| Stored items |
────

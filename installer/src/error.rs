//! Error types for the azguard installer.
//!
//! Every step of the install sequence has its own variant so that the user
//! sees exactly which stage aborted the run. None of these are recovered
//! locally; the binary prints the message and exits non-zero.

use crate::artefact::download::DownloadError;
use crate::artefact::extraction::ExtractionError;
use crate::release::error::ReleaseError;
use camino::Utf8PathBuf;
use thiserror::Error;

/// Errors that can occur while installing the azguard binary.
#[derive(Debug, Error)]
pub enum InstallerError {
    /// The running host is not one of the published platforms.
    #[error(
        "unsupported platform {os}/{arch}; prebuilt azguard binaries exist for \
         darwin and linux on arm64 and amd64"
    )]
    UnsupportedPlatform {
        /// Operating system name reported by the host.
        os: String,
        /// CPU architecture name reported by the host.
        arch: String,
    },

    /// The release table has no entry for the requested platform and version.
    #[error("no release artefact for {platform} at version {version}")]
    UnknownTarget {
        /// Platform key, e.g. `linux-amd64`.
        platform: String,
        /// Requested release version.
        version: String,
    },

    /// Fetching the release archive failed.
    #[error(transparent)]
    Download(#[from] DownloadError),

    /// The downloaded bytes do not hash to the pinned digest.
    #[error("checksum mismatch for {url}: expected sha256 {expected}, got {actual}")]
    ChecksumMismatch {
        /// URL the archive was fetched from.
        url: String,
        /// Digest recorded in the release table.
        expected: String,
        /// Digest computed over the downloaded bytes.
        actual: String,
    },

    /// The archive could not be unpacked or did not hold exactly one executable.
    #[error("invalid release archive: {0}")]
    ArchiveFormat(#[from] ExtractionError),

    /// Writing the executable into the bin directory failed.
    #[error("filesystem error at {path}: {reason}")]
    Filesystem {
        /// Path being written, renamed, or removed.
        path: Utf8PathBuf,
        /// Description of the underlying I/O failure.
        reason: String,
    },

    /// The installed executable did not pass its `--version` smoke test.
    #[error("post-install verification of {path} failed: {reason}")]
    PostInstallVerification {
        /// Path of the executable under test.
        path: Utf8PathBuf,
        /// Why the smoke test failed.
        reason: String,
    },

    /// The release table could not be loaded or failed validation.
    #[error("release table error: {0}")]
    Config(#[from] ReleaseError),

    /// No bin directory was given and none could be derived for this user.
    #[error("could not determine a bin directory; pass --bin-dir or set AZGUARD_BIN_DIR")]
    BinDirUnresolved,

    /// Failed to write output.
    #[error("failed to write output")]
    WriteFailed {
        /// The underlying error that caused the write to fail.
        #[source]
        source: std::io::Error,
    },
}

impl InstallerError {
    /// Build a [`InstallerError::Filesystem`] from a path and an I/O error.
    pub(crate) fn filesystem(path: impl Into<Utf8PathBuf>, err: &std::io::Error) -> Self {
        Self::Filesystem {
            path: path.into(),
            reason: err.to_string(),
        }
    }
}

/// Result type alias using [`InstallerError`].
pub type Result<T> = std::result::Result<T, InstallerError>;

────

Please give each line above again, word for word.

filename installer/src/error.rs
//! Error types for the azguard installer.
//!
//! Every step of the install sequence has its own variant so that the user
//! sees exactly which stage aborted the run. None of these are recovered
//! locally; the binary prints the message and exits non-zero.

use crate::artefact::download::DownloadError;
use crate::artefact::extraction::ExtractionError;
use crate::release::error::ReleaseError;
use camino::Utf8PathBuf;
use thiserror::Error;

/// Errors that can occur while installing the azguard binary.
#[derive(Debug, Error)]
pub enum InstallerError {
    /// The running host is not one of the published platforms.
    #[error(
        "unsupported platform {os}/{arch}; prebuilt azguard binaries exist for \
         darwin and linux on arm64 and amd64"
    )]
    UnsupportedPlatform {
        /// Operating system name reported by the host.
        os: String,
        /// CPU architecture name reported by the host.
        arch: String,
    },

    /// The release table has no entry for the requested platform and version.
    #[error("no release artefact for {platform} at version {version}")]
    UnknownTarget {
        /// Platform key, e.g. `linux-amd64`.
        platform: String,
        /// Requested release version.
        version: String,
    },

    /// Fetching the release archive failed.
    #[error(transparent)]
    Download(#[from] DownloadError),

    /// The downloaded bytes do not hash to the pinned digest.
    #[error("checksum mismatch for {url}: expected sha256 {expected}, got {actual}")]
    ChecksumMismatch {
        /// URL the archive was fetched from.
        url: String,
        /// Digest recorded in the release table.
        expected: String,
        /// Digest computed over the downloaded bytes.
        actual: String,
    },

    /// The archive could not be unpacked or did not hold exactly one executable.
    #[error("invalid release archive: {0}")]
    ArchiveFormat(#[from] ExtractionError),

    /// Writing the executable into the bin directory failed.
    #[error("filesystem error at {path}: {reason}")]
    Filesystem {
        /// Path being written, renamed, or removed.
        path: Utf8PathBuf,
        /// Description of the underlying I/O failure.
        reason: String,
    },

    /// The installed executable did not pass its `--version` smoke test.
    #[error("post-install verification of {path} failed: {reason}")]
    PostInstallVerification {
        /// Path of the executable under test.
        path: Utf8PathBuf,
        /// Why the smoke test failed.
        reason: String,
    },

    /// The release table could not be loaded or failed validation.
    #[error("release table error: {0}")]
    Config(#[from] ReleaseError),

    /// No bin directory was given and none could be derived for this user.
    #[error("could not determine a bin directory; pass --bin-dir or set AZGUARD_BIN_DIR")]
    BinDirUnresolved,

    /// Failed to write output.
    #[error("failed to write output")]
    WriteFailed {
        /// The underlying error that caused the write to fail.
        #[source]
        source: std::io::Error,
    },
}

impl InstallerError {
    /// Build a [`InstallerError::Filesystem`] from a path and an I/O error.
    pub(crate) fn filesystem(path: impl Into<Utf8PathBuf>, err: &std::io::Error) -> Self {
        Self::Filesystem {
            path: path.into(),
            reason: err.to_string(),
        }
    }
}

/// Result type alias using [`InstallerError`].
pub type Result<T> = std::result::Result<T, InstallerError>;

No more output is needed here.